The Brazilianification of English words is a common phenomenon in all areas of life here, including food and drinks. Cocktail, for instance, is the same word Brazilians use to refer to a mixed drink, but it’s spelled coquetel and pronounced CO-keh-tail. There’s even a cachaça and red vermouth drink that literally means “cock tail” in Portuguese: rabo-de-galo. In the food realm, cheeseburgers are sold as X-burguers, because the letter X, Xis, is pronounced “shees,” which sounds like “cheese.”
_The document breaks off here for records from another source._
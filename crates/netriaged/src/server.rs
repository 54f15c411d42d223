//! HTTP server for netriaged

use crate::dispatcher::CaptureDispatcher;
use crate::routes;
use crate::session::TriageSessionManager;
use anyhow::{Context, Result};
use axum::Router;
use std::sync::Arc;
use std::time::Instant;
use tower_http::limit::RequestBodyLimitLayer;
use tower_http::trace::TraceLayer;
use tracing::info;

/// Request bodies are small JSON documents
const MAX_BODY_BYTES: usize = 64 * 1024;

/// Application state shared across handlers
pub struct AppState {
    pub manager: Arc<TriageSessionManager>,
    pub dispatcher: CaptureDispatcher,
    pub start_time: Instant,
}

impl AppState {
    pub fn new(manager: Arc<TriageSessionManager>, dispatcher: CaptureDispatcher) -> Self {
        Self {
            manager,
            dispatcher,
            start_time: Instant::now(),
        }
    }
}

/// Build the full router over shared state.
pub fn router(state: Arc<AppState>) -> Router {
    Router::new()
        .merge(routes::triage_routes())
        .merge(routes::capture_routes())
        .merge(routes::health_routes())
        .with_state(state)
        .layer(RequestBodyLimitLayer::new(MAX_BODY_BYTES))
        .layer(TraceLayer::new_for_http())
}

/// Run the HTTP server until ctrl-c
pub async fn run(state: Arc<AppState>, listen: &str) -> Result<()> {
    let app = router(state);

    let listener = tokio::net::TcpListener::bind(listen)
        .await
        .with_context(|| format!("Failed to bind {}", listen))?;
    info!("  Listening on http://{}", listen);

    axum::serve(listener, app)
        .with_graceful_shutdown(shutdown_signal())
        .await?;
    Ok(())
}

async fn shutdown_signal() {
    if tokio::signal::ctrl_c().await.is_ok() {
        info!("  Shutting down gracefully");
    }
}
However, the influence of foreign words and foods is no one-way street. Brazil’s growing presence on the international stage has led to its cuisine being imported around the globe. The churrascaria was its breakout star: steakhouses where every type of meat imaginable—gaucho-style filet mignon to chicken hearts—rotate between tables on giant skewers from which waiters dramatically saw off a slice for you. Chains like Fogo de Chão can be found all across the US today. And despite the variety of gluttonous delicacies in the Brazilian diet, the ingredient that has had the biggest impact on the American diet recently has been a health trend: Amazonian berries. Açai is a potent, dark purple berry rich in antioxidants that is commonly blended into a thick smoothie and served with bananas and granola (açai na tijela). In the US, you can now find the frozen variety at health food stores, although it is also being added to various energy drinks and touted as a weight loss tool in capsule form. Similarly, guaraná berries (the key ingredient for Brazil’s national soft drink, Guaraná) are being used in energy drinks as a caffeine substitute.
Walking through the grocery store in Rio, I often stop to read the labels of things I would never bother to examine at home, wondering about where the name and the recipe come from. One of the side-effects of living in a foreign country where you speak the language but aren’t a native speaker is that it makes you reflect on the strangeness of your own first language. While looking into the origins of Brazilian foods I started to think about all the English names that I’ve taken for granted, so accustomed to the sound that I no longer registered the meaning. I wonder if there’s a Brazilian in a candy aisle in Denver right now, shaking his head as he surveys the brand names: Jolly Ranchers, Payday, Smarties, Sour Patch Kids, Nerds.